**Exercise requirements**
Search the material below for the word "struct" and copy every line in which it occurs.

**Dataset records**
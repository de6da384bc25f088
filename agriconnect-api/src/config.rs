/// Configuration management for the API server
///
/// This module loads configuration from environment variables into a
/// type-safe configuration struct.
///
/// # Environment Variables
///
/// - `DATABASE_URL`: PostgreSQL connection string (required)
/// - `DATABASE_MAX_CONNECTIONS`: Pool size (default: 10)
/// - `API_HOST`: Host to bind to (default: 0.0.0.0)
/// - `API_PORT`: Port to bind to (default: 8080)
/// - `JWT_SECRET`: Secret key for JWT signing (required, >= 32 chars)
/// - `CORS_ORIGINS`: Comma-separated allowed origins (default: "*")
/// - `PRODUCTION`: Enables HSTS and strict CORS (default: false)
///
/// # Example
///
/// ```no_run
/// use agriconnect_api::config::Config;
///
/// # fn example() -> anyhow::Result<()> {
/// let config = Config::from_env()?;
/// println!("Server will listen on {}", config.bind_address());
/// # Ok(())
/// # }
/// ```

use serde::{Deserialize, Serialize};
use std::env;

/// Complete application configuration
#[derive(Debug, Clone, Serialize, Deserialize)]
pub struct Config {
    /// API server configuration
    pub api: ApiConfig,

    /// Database configuration
    pub database: DatabaseConfig,

    /// JWT configuration
    pub jwt: JwtConfig,
}

/// API server configuration
#[derive(Debug, Clone, Serialize, Deserialize)]
pub struct ApiConfig {
    /// Host to bind to
    pub host: String,

    /// Port to bind to
    pub port: u16,

    /// Allowed CORS origins; "*" means permissive (development)
    pub cors_origins: Vec<String>,

    /// Whether the server runs in production mode (HSTS on)
    pub production: bool,
}

/// Database configuration
#[derive(Debug, Clone, Serialize, Deserialize)]
pub struct DatabaseConfig {
    /// PostgreSQL connection URL
    pub url: String,

    /// Maximum number of connections in pool
    pub max_connections: u32,
}

/// JWT configuration
#[derive(Debug, Clone, Serialize, Deserialize)]
pub struct JwtConfig {
    /// Secret key for JWT signing
    ///
    /// Must be at least 32 bytes. Generate with: `openssl rand -hex 32`
    pub secret: String,
}

impl Config {
    /// Loads configuration from environment variables
    ///
    /// # Errors
    ///
    /// Returns an error if required environment variables are missing or
    /// have invalid values.
    pub fn from_env() -> anyhow::Result<Self> {
        // Load .env file if present (for development)
        dotenvy::dotenv().ok();

        let api_host = env::var("API_HOST").unwrap_or_else(|_| "0.0.0.0".to_string());
        let api_port = env::var("API_PORT")
            .unwrap_or_else(|_| "8080".to_string())
            .parse::<u16>()?;

        let cors_origins: Vec<String> = env::var("CORS_ORIGINS")
            .unwrap_or_else(|_| "*".to_string())
            .split(',')
            .map(|s| s.trim().to_string())
            .filter(|s| !s.is_empty())
            .collect();

        let production = env::var("PRODUCTION")
            .map(|v| v == "1" || v.eq_ignore_ascii_case("true"))
            .unwrap_or(false);

        let database_url = env::var("DATABASE_URL")
            .map_err(|_| anyhow::anyhow!("DATABASE_URL environment variable is required"))?;

        let max_connections = env::var("DATABASE_MAX_CONNECTIONS")
            .unwrap_or_else(|_| "10".to_string())
            .parse::<u32>()?;

        let jwt_secret = env::var("JWT_SECRET")
            .map_err(|_| anyhow::anyhow!("JWT_SECRET environment variable is required"))?;

        if jwt_secret.len() < 32 {
            anyhow::bail!("JWT_SECRET must be at least 32 characters long");
        }

        Ok(Self {
            api: ApiConfig {
                host: api_host,
                port: api_port,
                cors_origins,
                production,
            },
            database: DatabaseConfig {
                url: database_url,
                max_connections,
            },
            jwt: JwtConfig { secret: jwt_secret },
        })
    }

    /// Returns the server bind address
    pub fn bind_address(&self) -> String {
        format!("{}:{}", self.api.host, self.api.port)
    }
}

#[cfg(test)]
mod tests {
    use super::*;

    fn test_config() -> Config {
        Config {
            api: ApiConfig {
                host: "127.0.0.1".to_string(),
                port: 8080,
                cors_origins: vec!["*".to_string()],
                production: false,
            },
            database: DatabaseConfig {
                url: "postgresql://localhost/test".to_string(),
                max_connections: 10,
            },
            jwt: JwtConfig {
                secret: "test-secret-key-at-least-32-bytes-long".to_string(),
            },
        }
    }

    #[test]
    fn test_bind_address() {
        assert_eq!(test_config().bind_address(), "127.0.0.1:8080");
    }

    #[test]
    fn test_permissive_cors_marker() {
        let config = test_config();
        assert!(config.api.cors_origins.contains(&"*".to_string()));
    }
}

**Response to the task**
/// type-safe configuration struct.
pub struct Config {
pub struct ApiConfig {
pub struct DatabaseConfig {
pub struct JwtConfig {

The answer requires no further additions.